= Xinping Cui =

Chinese and American biostatistician

Xinping Cui is a biostatistician focusing on metagenomics and associated problems in high-dimensional inference and data analysis including the multiple comparisons problem. Originally from China, she works in the US as a professor of statistics at the University of California, Riverside. She is a former chair of the university's Department of Statistics, and the director of the Riverside Statistical Consulting Collaboratory.

==Education and career==
Cui graduated from Nankai University in 1994, with a bachelor's degree in mathematics. She earned a master's degree in mathematics from Nankai University in 1997, and a second master's degree in applied statistics from Bowling Green State University in 1998. She went to the University of California, Los Angeles for doctoral study in biostatistics, completing her Ph.D. in 2002. Her dissertation, Quantitative trait linkage analysis of Saccharomyces cerevisiae gene expression data, was supervised by David Elashoff.
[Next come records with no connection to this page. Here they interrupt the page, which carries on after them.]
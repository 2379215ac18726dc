//! Property-based tests for the editor state machine and the scorer.
//!
//! Uses proptest to verify invariants hold across random inputs.

#![allow(clippy::unwrap_used)]

use limpiar::{
    CellValue, Column, ColumnType, DuplicateConfig, Duplicates, EditorSession, FactorId, Keep,
    PipelineConfig, QualityFactor, QualityMetrics, Row, TableDocument, FALLBACK_SCORE,
};
use proptest::prelude::*;

fn base_document() -> TableDocument {
    TableDocument::from_csv_str("name,age\nana,34\nbo,29\ncy,41\n").unwrap()
}

/// A random structural edit applied through the session.
#[derive(Debug, Clone)]
enum Edit {
    SetAge(usize, f64),
    SetName(usize, String),
    DeleteFirstRow,
    AddColumn(String),
}

fn edit_strategy() -> impl Strategy<Value = Edit> {
    prop_oneof![
        (0usize..3, -100.0f64..100.0).prop_map(|(r, v)| Edit::SetAge(r, v)),
        (0usize..3, "[a-z]{1,8}").prop_map(|(r, s)| Edit::SetName(r, s)),
        Just(Edit::DeleteFirstRow),
        "[a-z]{3,10}".prop_map(Edit::AddColumn),
    ]
}

fn apply(session: &mut EditorSession, edit: &Edit) {
    match edit {
        Edit::SetAge(row, value) => {
            let row = *row % session.document().num_rows().max(1);
            if session.begin_cell_edit(row, "age").is_ok() {
                session.update_cell(CellValue::Number(*value)).unwrap();
                session.end_cell_edit().unwrap();
            }
        }
        Edit::SetName(row, value) => {
            let row = *row % session.document().num_rows().max(1);
            if session.begin_cell_edit(row, "name").is_ok() {
                session
                    .update_cell(CellValue::Text(value.clone()))
                    .unwrap();
                session.end_cell_edit().unwrap();
            }
        }
        Edit::DeleteFirstRow => {
            if session.document().num_rows() > 0 {
                session.delete_row(0).unwrap();
            }
        }
        Edit::AddColumn(name) => {
            if !session.document().has_column(name) {
                session
                    .add_column(name, ColumnType::Text, CellValue::Null)
                    .unwrap();
            }
        }
    }
}

proptest! {
    /// N commits followed by N undos restores the pre-commit document.
    #[test]
    fn prop_undo_restores_initial_state(edits in prop::collection::vec(edit_strategy(), 1..12)) {
        let initial = base_document();
        let mut session = EditorSession::new(initial.clone());
        for edit in &edits {
            apply(&mut session, edit);
        }
        while session.undo() {}
        prop_assert_eq!(session.document(), &initial);
    }

    /// N undos followed by N redos restores the most recent state.
    #[test]
    fn prop_redo_restores_latest_state(edits in prop::collection::vec(edit_strategy(), 1..12)) {
        let mut session = EditorSession::new(base_document());
        for edit in &edits {
            apply(&mut session, edit);
        }
        let latest = session.document().clone();
        let undone = {
            let mut n = 0;
            while session.undo() {
                n += 1;
            }
            n
        };
        for _ in 0..undone {
            prop_assert!(session.redo());
        }
        prop_assert_eq!(session.document(), &latest);
    }

    /// Ending a cell edit at the original value never records history;
    /// ending at a different value records exactly one entry.
    #[test]
    fn prop_cell_edit_commit_suppression(
        keystrokes in prop::collection::vec(-100.0f64..100.0, 1..6),
        revert in proptest::bool::ANY,
    ) {
        let mut session = EditorSession::new(base_document());
        let before = session.undo_depth();

        session.begin_cell_edit(0, "age").unwrap();
        for value in &keystrokes {
            session.update_cell(CellValue::Number(*value)).unwrap();
        }
        if revert {
            session.update_cell(CellValue::Number(34.0)).unwrap();
        }
        let committed = session.end_cell_edit().unwrap();

        let expected = usize::from(!revert && keystrokes.last() != Some(&34.0));
        prop_assert_eq!(session.undo_depth() - before, expected);
        prop_assert_eq!(committed, expected == 1);
    }

    /// The score stays within [0, 100] for any metric values, including
    /// the all-absent case.
    #[test]
    fn prop_score_bounds(
        missing in proptest::option::of(-50.0f64..200.0),
        duplicates in proptest::option::of(-10.0f64..1e6),
        outliers in proptest::option::of(-1.0f64..10.0),
        correlation in proptest::option::of(-1.0f64..2.0),
        cardinality in proptest::option::of(0.0f64..1e9),
    ) {
        let metrics = QualityMetrics {
            missing_values_pct: missing,
            duplicate_records_count: duplicates,
            outlier_rate: outliers,
            feature_correlation_mean: correlation,
            cardinality_categorical: cardinality,
            ..Default::default()
        };
        let score = metrics.score();
        prop_assert!(score <= 100);
        if missing.is_none()
            && duplicates.is_none()
            && outliers.is_none()
            && correlation.is_none()
            && cardinality.is_none()
        {
            prop_assert_eq!(score, FALLBACK_SCORE);
        }
    }

    /// Keep-first dedup output length equals the number of distinct
    /// composite keys, and the first occurrence of each key survives.
    #[test]
    fn prop_dedup_first_keeps_distinct_keys(keys in prop::collection::vec(0u8..6, 1..30)) {
        let columns = vec![
            Column::new("k", ColumnType::Numeric),
            Column::new("pos", ColumnType::Numeric),
        ];
        let rows: Vec<Row> = keys
            .iter()
            .enumerate()
            .map(|(i, k)| {
                let mut row = Row::new();
                row.insert("k".to_string(), CellValue::Number(f64::from(*k)));
                row.insert("pos".to_string(), CellValue::Number(i as f64));
                row
            })
            .collect();
        let doc = TableDocument::new(columns, rows).unwrap();

        let mut config = PipelineConfig::default();
        config.duplicates = DuplicateConfig {
            subset: Some(vec!["k".to_string()]),
            keep: Keep::First,
        };
        let outcome = Duplicates.fix(&doc, &config).unwrap();

        let distinct: std::collections::HashSet<u8> = keys.iter().copied().collect();
        prop_assert_eq!(outcome.document.num_rows(), distinct.len());

        // each retained row is the first occurrence of its key
        for row in outcome.document.rows() {
            let k = row["k"].as_number().unwrap() as u8;
            let pos = row["pos"].as_number().unwrap() as usize;
            let first = keys.iter().position(|x| *x == k).unwrap();
            prop_assert_eq!(pos, first);
        }
        prop_assert_eq!(Duplicates.id(), FactorId::Duplicates);
    }
}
While at UCLA, she also worked as a statistical analyst in the UCLA Reed Neurological Research Center. After completing her doctorate, she became an assistant professor at the University of California, Riverside, where she was tenured in 2008. She was chair of the university's Department of Statistics from 2015 to 2021.

==Recognition==
Cui is an Elected Member of the International Statistical Institute. She was named as a Fellow of the American Statistical Association in 2023.